George Osborne’s assured speech was most notable for his sustained appeal to Labour voters. Several opposition MPs told me how unsettled they were by the Chancellor’s declaration that Labour’s new leadership calls “anyone who believes in strong national defence, a market economy and the country living within its means” a Tory. He added, “It’s our job to make sure they’re absolutely right. Because we’re now the party of work, the only true party of labour.” The shadow minister Jonathan Reynolds told me: “We’ve got to be extremely clear that this is not business as usual. This is a real attempt by the Tories to put us out of business – possibly for ever.”

The Conservatives’ aim is to contaminate Labour to the point where, even if Jeremy Corbyn were deposed, the toxin would endure. For those opposition MPs who emphasise being a government-in-waiting, rather than a protest movement, the contrast between the high politics of the Tory conference and Corbyn’s rally appearance in Manchester was painfully sharp. They fear guilt by association with the demonstrators who spat at and abused journalists and Tory delegates. The declaration by a rally speaker, Terry Pullinger, the deputy general secretary of the Communication Workers Union, that Corbyn’s election “almost makes you want to celebrate the fact that Labour lost” was regarded as confirmation that some on the left merely desire to run the party, not the country.

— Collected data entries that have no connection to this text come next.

//! Logging and tracing setup

use anyhow::{anyhow, Result};
use tracing_subscriber::{fmt, prelude::*, EnvFilter};

use crate::config::LoggingConfig;

/// Initialize logging and tracing
///
/// `RUST_LOG` wins over the configured level. Logs go to stderr so command
/// output on stdout stays clean.
pub fn initialize_logging(config: &LoggingConfig) -> Result<()> {
    let env_filter =
        EnvFilter::try_from_default_env().unwrap_or_else(|_| EnvFilter::new(&config.level));

    // Set up formatting layer based on format
    let fmt_layer = match config.format.as_str() {
        "json" => fmt::layer()
            .json()
            .with_target(true)
            .with_file(true)
            .with_line_number(true)
            .with_writer(std::io::stderr)
            .boxed(),
        "pretty" => fmt::layer()
            .pretty()
            .with_target(false)
            .with_thread_names(true)
            .with_file(true)
            .with_line_number(true)
            .with_writer(std::io::stderr)
            .boxed(),
        _ => fmt::layer()
            .compact()
            .with_target(false)
            .with_writer(std::io::stderr)
            .boxed(),
    };

    tracing_subscriber::registry()
        .with(env_filter)
        .with(fmt_layer)
        .try_init()
        .map_err(|e| anyhow!("Failed to initialize logging: {e}"))
}
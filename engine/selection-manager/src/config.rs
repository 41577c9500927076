//! Configuration for the selection manager

use crate::DEFAULT_MAX_SELECTED;
use persistence::StorageKeys;
use serde::{Deserialize, Serialize};

#[derive(Debug, Clone, Serialize, Deserialize)]
#[serde(default)]
pub struct SelectionConfig {
    /// Maximum number of selected coins
    pub max_size: usize,

    /// Storage key holding the ordered id list
    pub storage_key: String,
}

impl Default for SelectionConfig {
    fn default() -> Self {
        Self {
            max_size: DEFAULT_MAX_SELECTED,
            storage_key: StorageKeys::SELECTED_COIN_IDS.to_string(),
        }
    }
}

impl SelectionConfig {
    /// Validate the configuration
    pub fn validate(&self) -> Result<(), String> {
        if self.max_size == 0 {
            return Err("selection.max_size must be greater than 0".to_string());
        }

        if !persistence::keys::validate_key(&self.storage_key) {
            return Err(format!("selection.storage_key is not a valid key: {}", self.storage_key));
        }

        Ok(())
    }
}
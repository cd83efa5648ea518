//! Votes and follow-up comments owned by a report.

use std::collections::BTreeSet;

use chrono::{DateTime, Utc};
use serde::{Deserialize, Serialize};

use tidewatch_core::AppError;
use tidewatch_core::types::UserId;

/// Helpful / not-helpful tally plus the set of users who voted.
#[derive(Debug, Clone, Default, PartialEq, Eq, Serialize, Deserialize)]
pub struct VoteTally {
    /// Helpful votes.
    pub helpful: u32,
    /// Not-helpful votes.
    pub not_helpful: u32,
    /// Everyone who has voted.
    pub voters: BTreeSet<UserId>,
}

impl VoteTally {
    /// Record one vote. A repeat voter is a conflict and changes nothing.
    pub fn record(&mut self, voter: UserId, helpful: bool) -> Result<(), AppError> {
        if self.voters.contains(&voter) {
            return Err(AppError::conflict(format!(
                "User {voter} has already voted on this report"
            )));
        }
        self.voters.insert(voter);
        if helpful {
            self.helpful += 1;
        } else {
            self.not_helpful += 1;
        }
        Ok(())
    }

    /// Whether `user` has voted.
    pub fn has_voted(&self, user: &UserId) -> bool {
        self.voters.contains(user)
    }
}

/// One entry of the append-only follow-up log.
#[derive(Debug, Clone, PartialEq, Eq, Serialize, Deserialize)]
pub struct Comment {
    /// Who wrote it.
    pub author_id: UserId,
    /// Text.
    pub message: String,
    /// When it was written.
    pub created_at: DateTime<Utc>,
}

But few Tory MPs I spoke to greeted Corbyn’s victory with simple jubilation. “It’s a great shame, what’s happened to Labour,” one said. “We need a credible opposition.” In the absence of this, some fear the Conservatives’ self-destructive tendencies will reassert themselves. The forthcoming EU referendum and leadership contest are rich in cannibalistic potential. Tories spoke forebodingly of the inevitable schism between European Inners and Outers. As the Scottish experience demonstrated, referendums are almost never definitive. In the event of a close result, the party’s anti-EU wing will swiftly identify grounds for a second vote.

Several cabinet ministers, however, spoke of their confidence in Cameron’s ability to navigate the rapids of the referendum and his pre-announced departure. “More than ever, he’s the right man for these times,” one told me. By this December, Cameron will have led his party for ten years, a reign exceeded in recent history only by Stanley Baldwin, Winston Churchill and Margaret Thatcher. That the Conservatives have so far avoided cataclysm is an underappreciated achievement.

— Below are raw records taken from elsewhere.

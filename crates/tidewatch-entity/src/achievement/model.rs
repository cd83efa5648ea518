//! Achievement catalog entry and unlock record.

use chrono::{DateTime, Utc};
use serde::{Deserialize, Serialize};

use tidewatch_core::types::{AchievementId, UserId};

use crate::user::UserStats;

/// Counter an achievement threshold is measured against.
#[derive(Debug, Clone, Copy, PartialEq, Eq, Hash, Serialize, Deserialize)]
#[serde(rename_all = "snake_case")]
pub enum AchievementMetric {
    /// Reports ever submitted.
    TotalReports,
    /// Verified share of submitted reports.
    VerifiedRatio,
    /// Weather reports submitted.
    WeatherReports,
    /// Current daily streak.
    Streak,
}

impl AchievementMetric {
    /// Current value of this metric for `stats`.
    pub fn value(&self, stats: &UserStats) -> f64 {
        match self {
            Self::TotalReports => f64::from(stats.total_reports),
            Self::VerifiedRatio => stats.verified_ratio(),
            Self::WeatherReports => f64::from(stats.weather_reports),
            Self::Streak => f64::from(stats.streak),
        }
    }
}

/// Unlock rule: `metric >= threshold`, optionally gated on a minimum
/// number of reports.
#[derive(Debug, Clone, PartialEq, Serialize, Deserialize)]
pub struct Requirement {
    /// Measured counter.
    pub metric: AchievementMetric,
    /// Inclusive lower bound.
    pub threshold: f64,
    /// Reports required before the rule applies at all.
    #[serde(default)]
    pub min_reports: u32,
}

impl Requirement {
    /// Whether `stats` satisfy the rule.
    pub fn is_met(&self, stats: &UserStats) -> bool {
        stats.total_reports >= self.min_reports && self.metric.value(stats) >= self.threshold
    }
}

/// A catalog entry.
#[derive(Debug, Clone, PartialEq, Serialize, Deserialize)]
pub struct Achievement {
    /// Unique achievement identifier.
    pub id: AchievementId,
    /// Badge key stored on the user, e.g. `first_report`.
    pub key: String,
    /// Display name.
    pub name: String,
    /// What it takes.
    pub description: String,
    /// Points credited on unlock.
    pub points: u64,
    /// Unlock rule.
    pub requirement: Requirement,
}

/// Junction row: which user unlocked which achievement, and when.
#[derive(Debug, Clone, PartialEq, Eq, Serialize, Deserialize)]
pub struct UserAchievement {
    /// The user.
    pub user_id: UserId,
    /// The achievement.
    pub achievement_id: AchievementId,
    /// Badge key.
    pub key: String,
    /// When it was unlocked.
    pub unlocked_at: DateTime<Utc>,
}

#[cfg(test)]
mod tests {
    use super::*;

    #[test]
    fn test_ratio_requirement_needs_minimum_reports() {
        let rule = Requirement {
            metric: AchievementMetric::VerifiedRatio,
            threshold: 0.8,
            min_reports: 20,
        };
        let mut stats = UserStats {
            total_reports: 5,
            verified_reports: 5,
            ..Default::default()
        };
        assert!(!rule.is_met(&stats));

        stats.total_reports = 20;
        stats.verified_reports = 16;
        assert!(rule.is_met(&stats));

        stats.verified_reports = 15;
        assert!(!rule.is_met(&stats));
    }
}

Yet there are landmines ahead. An increasing number of MPs fear that the planned cuts to tax credits could be a foul-up comparable to Gordon Brown’s abolition of the 10p tax rate. Despite the appeals of Boris Johnson and the Sun, Cameron and Osborne have signalled that there will be no backtracking. At such moments of reflection, the Tories console themselves with the belief that, although voters may use Corbyn as a receptacle for protest (as they did Michael Foot, Neil Kinnock and Ed Miliband), they will not elect him. They also acknowledge that the current Labour leader may not be their opponent in 2020. The former paratrooper Dan Jarvis is most often cited as the successor they fear. As with Cameron and Blair, his relative lack of ideological definition may prove to be a strength, one MP suggested.

William Hague is fond of joking that the Tories have only two modes: panic and complacency. If the danger before the general election was of the former, the danger now is of the latter. 

George Eaton is political editor of the New Statesman.